A new bio-inspired battery membrane has enabled a battery with five times the capacity of the industry standard lithium-ion design to operate for the thousands of cycles required to power an electric car.
A network of aramid nanofibers, recycled from Kevlar, can enable lithium-sulfur batteries to overcome their Achilles’ heel of lifespan – the number of times they can be charged and discharged – a team has shown. from the University of Michigan.
“There are a number of reports claiming several hundred cycles for lithium-sulfur batteries, but this comes at the expense of other parameters: capacity, charge rate, resiliency and safety. The challenge these days is to manufacture a battery that increases the cycle rate from the previous 10 cycles to hundreds of cycles and meets many other requirements, including cost,” said Nicholas Kotov, Irving Langmuir University Professor Emeritus of Chemical Sciences and Engineering , who directed the search.
“The biomimetic engineering of these batteries integrates two scales: molecular and nanometric.

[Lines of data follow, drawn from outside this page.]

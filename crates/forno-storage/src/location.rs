//! Cached device location.
//!
//! The platform location lookup itself is out of scope; this module only
//! persists the last fix and its capture time, and treats fixes older
//! than five minutes as absent.

use serde::{Deserialize, Serialize};

use crate::keys;
use crate::store::LocalStore;

/// A fix is reusable for five minutes.
pub const FIX_TTL_MS: i64 = 5 * 60 * 1000;

/// A device location fix with its capture timestamp.
#[derive(Debug, Clone, PartialEq, Serialize, Deserialize)]
pub struct LocationFix {
    pub latitude: f64,
    pub longitude: f64,
    pub captured_at_ms: i64,
}

/// Persist a fix. Failures are the caller's to log-and-ignore.
pub fn save_fix(store: &LocalStore, fix: &LocationFix) -> Result<(), forno_core::errors::StorageError> {
    store.put_json(keys::CACHED_LOCATION, fix)
}

/// Load the cached fix if it is still fresh at `now_ms`. Stale, missing,
/// and malformed entries all come back as `None`.
pub fn load_fix(store: &LocalStore, now_ms: i64) -> Option<LocationFix> {
    let fix: LocationFix = store.get_json(keys::CACHED_LOCATION)?;
    if now_ms - fix.captured_at_ms > FIX_TTL_MS {
        return None;
    }
    Some(fix)
}

/// Persist the location-permission flag.
pub fn save_permission(store: &LocalStore, granted: bool) -> Result<(), forno_core::errors::StorageError> {
    store.put_json(keys::LOCATION_PERMISSION, &granted)
}

/// Load the location-permission flag; `None` means never asked.
pub fn load_permission(store: &LocalStore) -> Option<bool> {
    store.get_json(keys::LOCATION_PERMISSION)
}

For the first time, we integrated the ion selectivity of cell membranes and the toughness of cartilage. Our integrated systems approach has allowed us to meet the great challenges of lithium-sulfur batteries.
Previously, his team relied on arrays of aramid nanofibers impregnated with an electrolyte gel to stop one of the main causes of short life cycles: dendrites that grow from electrode to electrode, piercing the diaphragm. The tenacity of the aramid fibers stops the dendrites.
But lithium-sulfur batteries have another problem: small molecules of lithium and sulfur form and flow to the lithium, attach themselves and reduce the capacity of the battery. The membrane was to allow lithium ions to flow from lithium to sulfur and vice versa, and to block lithium and sulfur particles, called lithium polysulphides. This ability is called ion selectivity.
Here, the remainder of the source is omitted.